## Given data

use chrono::{DateTime, Utc};
use serde::{Deserialize, Serialize};

/// Caller-supplied input for one analysis job.
///
/// This is the raw, unchecked shape. Pass it through
/// [`validate`](crate::validate::validate) to obtain the
/// [`ValidatedParameters`](crate::validate::ValidatedParameters) the submission
/// path accepts. The same shape is returned by `GET /parameters`.
#[derive(Debug, Clone, PartialEq, Serialize, Deserialize)]
#[serde(rename_all = "camelCase")]
pub struct AnalysisParameters {
    pub latitude: f64,
    pub longitude: f64,
    /// `YYYY-MM-DD`
    pub start_date: String,
    /// `YYYY-MM-DD`
    pub end_date: String,
    /// Maximum scene cloud cover, in percent.
    pub cloud_cover: i64,
    /// Land surface temperature (°C) above which a pixel counts as hot.
    pub hot_threshold: f64,
    /// NDVI below which a pixel counts as unvegetated.
    pub veg_threshold: f64,
    /// Hierarchical collection id, e.g. `LANDSAT/LC09/C02/T1_L2`.
    pub dataset: String,
    #[serde(rename = "geeProjectId", default, skip_serializing_if = "Option::is_none")]
    pub project_id: Option<String>,
}

impl Default for AnalysisParameters {
    fn default() -> Self {
        Self {
            latitude: 29.518321,
            longitude: 74.993558,
            start_date: "2025-05-29".into(),
            end_date: "2025-08-30".into(),
            cloud_cover: 20,
            hot_threshold: 37.0,
            veg_threshold: 0.2,
            dataset: "LANDSAT/LC09/C02/T1_L2".into(),
            project_id: None,
        }
    }
}

/// Opaque server-assigned session id. Scopes one progress stream and one
/// terminal outcome.
#[derive(Debug, Clone, PartialEq, Eq, Hash, Serialize, Deserialize)]
#[serde(transparent)]
pub struct SessionHandle(String);

impl SessionHandle {
    pub fn new(id: impl Into<String>) -> Self {
        Self(id.into())
    }

    pub fn as_str(&self) -> &str {
        &self.0
    }
}

impl std::fmt::Display for SessionHandle {
    fn fmt(&self, f: &mut std::fmt::Formatter<'_>) -> std::fmt::Result {
        f.write_str(&self.0)
    }
}

/// One progress line, stamped with the time the client observed it.
#[derive(Debug, Clone, PartialEq, Serialize, Deserialize)]
pub struct LogEvent {
    pub timestamp: DateTime<Utc>,
    pub message: String,
}

impl LogEvent {
    pub fn new(message: impl Into<String>) -> Self {
        Self {
            timestamp: Utc::now(),
            message: message.into(),
        }
    }
}

/// Terminal success payload of an analysis job.
///
/// Every field is optional on the wire; missing fields take their default.
#[derive(Debug, Clone, Default, PartialEq, Serialize, Deserialize)]
#[serde(default, rename_all = "camelCase")]
pub struct AnalysisResult {
    pub success: bool,
    pub hotspots_found: u64,
    pub clusters: u32,
    pub min_temperature: Option<f64>,
    pub avg_temperature: Option<f64>,
    pub max_temperature: Option<f64>,
    pub priority_zones: Vec<PriorityZone>,
    pub analysis_period: Option<AnalysisPeriod>,
    /// Renderable map markup produced by the server.
    pub map_html: Option<String>,
    /// Server-held artifact name, usable with download/delete.
    pub map_file_name: Option<String>,
}

/// A cluster center recommended for intervention.
#[derive(Debug, Clone, Default, PartialEq, Serialize, Deserialize)]
#[serde(default, rename_all = "camelCase")]
pub struct PriorityZone {
    pub id: u32,
    pub lat: f64,
    pub lon: f64,
    pub temp: Option<f64>,
    pub point_count: Option<u64>,
    pub area: Option<String>,
}

#[derive(Debug, Clone, Default, PartialEq, Serialize, Deserialize)]
pub struct AnalysisPeriod {
    pub start: String,
    pub end: String,
}

/// Outcome of polling `GET /analysis-result/{sessionId}`.
#[derive(Debug, Clone, PartialEq)]
pub enum ResultPoll {
    Running,
    Completed(AnalysisResult),
}

/// Response of the best-effort artifact deletion.
#[derive(Debug, Clone, PartialEq, Eq, Serialize, Deserialize)]
pub struct DeleteOutcome {
    pub success: bool,
    #[serde(default, skip_serializing_if = "Option::is_none")]
    pub message: Option<String>,
}

#[cfg(test)]
mod tests {
    use super::*;
    use serde_json::json;

    #[test]
    fn test_parameters_wire_names() {
        let params = AnalysisParameters {
            project_id: Some("my-project".into()),
            ..Default::default()
        };
        let value = serde_json::to_value(&params).unwrap();
        assert_eq!(value["startDate"], "2025-05-29");
        assert_eq!(value["cloudCover"], 20);
        assert_eq!(value["vegThreshold"], 0.2);
        assert_eq!(value["geeProjectId"], "my-project");
    }

    #[test]
    fn test_parameters_from_defaults_endpoint() {
        let body = json!({
            "latitude": 29.518321,
            "longitude": 74.993558,
            "startDate": "2025-05-29",
            "endDate": "2025-08-30",
            "cloudCover": 20,
            "hotThreshold": 37,
            "vegThreshold": 0.2,
            "geeProjectId": "gen-lang-client",
            "dataset": "LANDSAT/LC09/C02/T1_L2"
        });
        let params: AnalysisParameters = serde_json::from_value(body).unwrap();
        assert_eq!(params.hot_threshold, 37.0);
        assert_eq!(params.project_id.as_deref(), Some("gen-lang-client"));
    }

    #[test]
    fn test_result_tolerates_partial_payload() {
        let result: AnalysisResult =
            serde_json::from_value(json!({"hotspotsFound": 42})).unwrap();
        assert_eq!(result.hotspots_found, 42);
        assert!(result.priority_zones.is_empty());
        assert!(result.map_file_name.is_none());
    }

    #[test]
    fn test_result_full_payload() {
        let result: AnalysisResult = serde_json::from_value(json!({
            "success": true,
            "hotspotsFound": 120,
            "clusters": 2,
            "minTemperature": 35.1,
            "maxTemperature": 48.7,
            "avgTemperature": 41.2,
            "priorityZones": [
                {"id": 1, "lat": 29.5, "lon": 74.9, "temp": 44.0, "pointCount": 60, "area": "54.0 km²"},
                {"id": 2, "lat": 29.6, "lon": 75.0, "temp": null, "pointCount": 60, "area": "54.0 km²"}
            ],
            "analysisPeriod": {"start": "2025-05-29", "end": "2025-08-30"},
            "mapFileName": "urban_heat_map_29.5_74.9.html"
        }))
        .unwrap();
        assert_eq!(result.clusters, 2);
        assert_eq!(result.priority_zones[1].temp, None);
        assert_eq!(result.analysis_period.unwrap().end, "2025-08-30");
    }
}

## Assigned task
Give only the number of lines in the material above that hold the word "success".

## Solution below
4